Quarto Conto Energia, l’Emilia Romagna chiede modifiche al decreto

Il Quarto Conto Energia va rivisto. In una risoluzione approvata ieri pomeriggio in consiglio regionale, l’Emilia Romagna ha votato affinché l’ente locale intervenga presso il Governo per ripristinare le indicazioni del Parlamento e della Conferenza delle Regioni. La giunta di Piazza Aldo Moro chiede anche la riapertura di un tavolo di dialogo con istituzioni e parti interessate.

La proposta è stata avanzata da 20 consiglieri PD e sostenuta dal Movimento Cinque Stelle; unici voti contrari quelli di Lega, Udc e Pdl. La regione dovrà quindi presentare a Palazzo Chigi la richiesta avanzata, dove si domandano ‘certezze a un settore che non puo’ essere lasciato senza direttive chiave e programmazioni certe’.

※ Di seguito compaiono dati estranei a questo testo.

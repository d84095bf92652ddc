//! The fixed-cadence display loop.

use std::time::Instant;

use sc_core::ClockConfig;

use crate::{AppState, FrameObserver};

/// Drives an [`AppState`] at `config.update_interval_ms`.
///
/// Each tick evaluates the spawn tables exactly once; there is no catch-up
/// when a tick runs late, the next frame simply reads the later time.
pub struct Ticker {
    config: ClockConfig,
}

impl Ticker {
    pub fn new(config: ClockConfig) -> Self {
        Self { config }
    }

    /// Emit `ticks` frames, sleeping one update interval between them.
    ///
    /// Starts the stopwatch first if it is stopped.  Returns the number of
    /// frames emitted.
    pub fn run<O: FrameObserver>(&self, state: &mut AppState, observer: &mut O, ticks: u64) -> u64 {
        if !state.is_running() {
            state.start(Instant::now());
        }

        let interval = self.config.update_interval();
        for index in 0..ticks {
            if index > 0 && !interval.is_zero() {
                std::thread::sleep(interval);
            }
            let frame = state.frame(Instant::now());
            observer.on_frame(index, &frame);
        }

        observer.on_stop(ticks);
        ticks
    }
}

Stando a quanto affermato dagli stessi firmatari della risoluzione:

il testo licenziato dal Governo è fortemente mutato rispetto a quello su cui la Conferenza Stato-Regioni aveva espresso parere favorevole il 25 gennaio scorso. Le previsioni del decreto licenziato, introdotte all’ultimo momento senza confronto con le Regioni e in contrasto col dettato del Conto Energia 2011-2013, oltre a suscitare forti perplessità quanto alla legittimità, causano una gravissima incertezza che non potra’ che avere enormi ripercussioni sulla filiera imprenditoriale delle rinnovabili.

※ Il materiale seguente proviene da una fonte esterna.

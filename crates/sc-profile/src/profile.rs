//! Core profile types: `Resource`, `SpawnProfile`, and `ProfileSet`.
//!
//! A profile is one named difficulty/setup of the game being timed.  It
//! holds an independent spawn table for each resource the counter tracks.

use std::fmt;

use sc_core::{ConfigErrorKind, ConfigResult};
use sc_table::SpawnTable;

// ── Resource ──────────────────────────────────────────────────────────────────

/// A resource with its own spawn table in every profile.
#[derive(Copy, Clone, Debug, PartialEq, Eq, Hash, PartialOrd, Ord)]
pub enum Resource {
    Emerald,
    Diamond,
}

impl Resource {
    /// Display order.
    pub const ALL: [Resource; 2] = [Resource::Emerald, Resource::Diamond];

    /// Key of this resource's table in `profiles.json`.
    pub fn key(self) -> &'static str {
        match self {
            Resource::Emerald => "emeraldST",
            Resource::Diamond => "diamondST",
        }
    }

    /// Value in the `resource` column of the CSV format.
    pub fn csv_name(self) -> &'static str {
        match self {
            Resource::Emerald => "emerald",
            Resource::Diamond => "diamond",
        }
    }

    /// Parse a CSV `resource` value (case-insensitive, surrounding blanks
    /// ignored).
    pub fn from_csv_name(s: &str) -> Option<Resource> {
        let s = s.trim();
        Resource::ALL
            .into_iter()
            .find(|r| r.csv_name().eq_ignore_ascii_case(s))
    }

    /// Counter label for `count` spawned items.
    pub fn label(self, count: u64) -> &'static str {
        match (self, count == 1) {
            (Resource::Emerald, true) => "Emerald",
            (Resource::Emerald, false) => "Emeralds",
            (Resource::Diamond, true) => "Diamond",
            (Resource::Diamond, false) => "Diamonds",
        }
    }

    #[inline]
    pub fn index(self) -> usize {
        self as usize
    }
}

impl fmt::Display for Resource {
    fn fmt(&self, f: &mut fmt::Formatter<'_>) -> fmt::Result {
        f.write_str(self.csv_name())
    }
}

// ── SpawnProfile ──────────────────────────────────────────────────────────────

/// A named pair of spawn tables.
#[derive(Clone, Debug, PartialEq, Eq)]
pub struct SpawnProfile {
    name:    String,
    emerald: SpawnTable,
    diamond: SpawnTable,
}

impl SpawnProfile {
    pub fn new(name: impl Into<String>, emerald: SpawnTable, diamond: SpawnTable) -> Self {
        Self { name: name.into(), emerald, diamond }
    }

    pub fn name(&self) -> &str {
        &self.name
    }

    pub fn table(&self, resource: Resource) -> &SpawnTable {
        match resource {
            Resource::Emerald => &self.emerald,
            Resource::Diamond => &self.diamond,
        }
    }
}

// ── ProfileSet ────────────────────────────────────────────────────────────────

/// All loaded profiles, sorted alphabetically by name.
///
/// Never empty.  Replaced wholesale on reload; nothing mutates it in place.
#[derive(Clone, Debug)]
pub struct ProfileSet {
    profiles: Vec<SpawnProfile>,
}

impl ProfileSet {
    /// Sort `profiles` by name.  Rejects an empty list.
    pub fn new(mut profiles: Vec<SpawnProfile>) -> ConfigResult<Self> {
        if profiles.is_empty() {
            return Err(ConfigErrorKind::NoProfiles.into());
        }
        profiles.sort_by(|a, b| a.name.cmp(&b.name));
        Ok(Self { profiles })
    }

    #[allow(clippy::len_without_is_empty)]
    pub fn len(&self) -> usize {
        self.profiles.len()
    }

    /// The alphabetically first profile — the default selection.
    pub fn first(&self) -> &SpawnProfile {
        &self.profiles[0]
    }

    /// Profile at `index` in sorted order.
    pub fn at(&self, index: usize) -> Option<&SpawnProfile> {
        self.profiles.get(index)
    }

    pub fn get(&self, name: &str) -> Option<&SpawnProfile> {
        self.position(name).map(|i| &self.profiles[i])
    }

    /// Index of `name` in sorted order.
    pub fn position(&self, name: &str) -> Option<usize> {
        self.profiles
            .binary_search_by(|p| p.name.as_str().cmp(name))
            .ok()
    }

    pub fn iter(&self) -> impl Iterator<Item = &SpawnProfile> {
        self.profiles.iter()
    }

    pub fn names(&self) -> impl Iterator<Item = &str> {
        self.profiles.iter().map(SpawnProfile::name)
    }
}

Dal PD si sottolinea come il decreto sulle rinnovabili, così com’è ora “renderà molto difficile il perseguimento degli obiettivi europei e metterà in crisi uno dei pochi settori floridi della nostra economia, segnando pesantemente il destino di migliaia di aziende, imprenditori e lavoratori”.

La regione Emilia Romagna chiederà quindi che venga rivisto il provvedimento “correggendo storture e sottovalutazioni e riaprendo il dialogo con le istituzioni e le parti economiche interessate”.

Si attendono ora le reazioni da parte dei ministri Romani e Prestigiacomo, co-firmatari del decreto.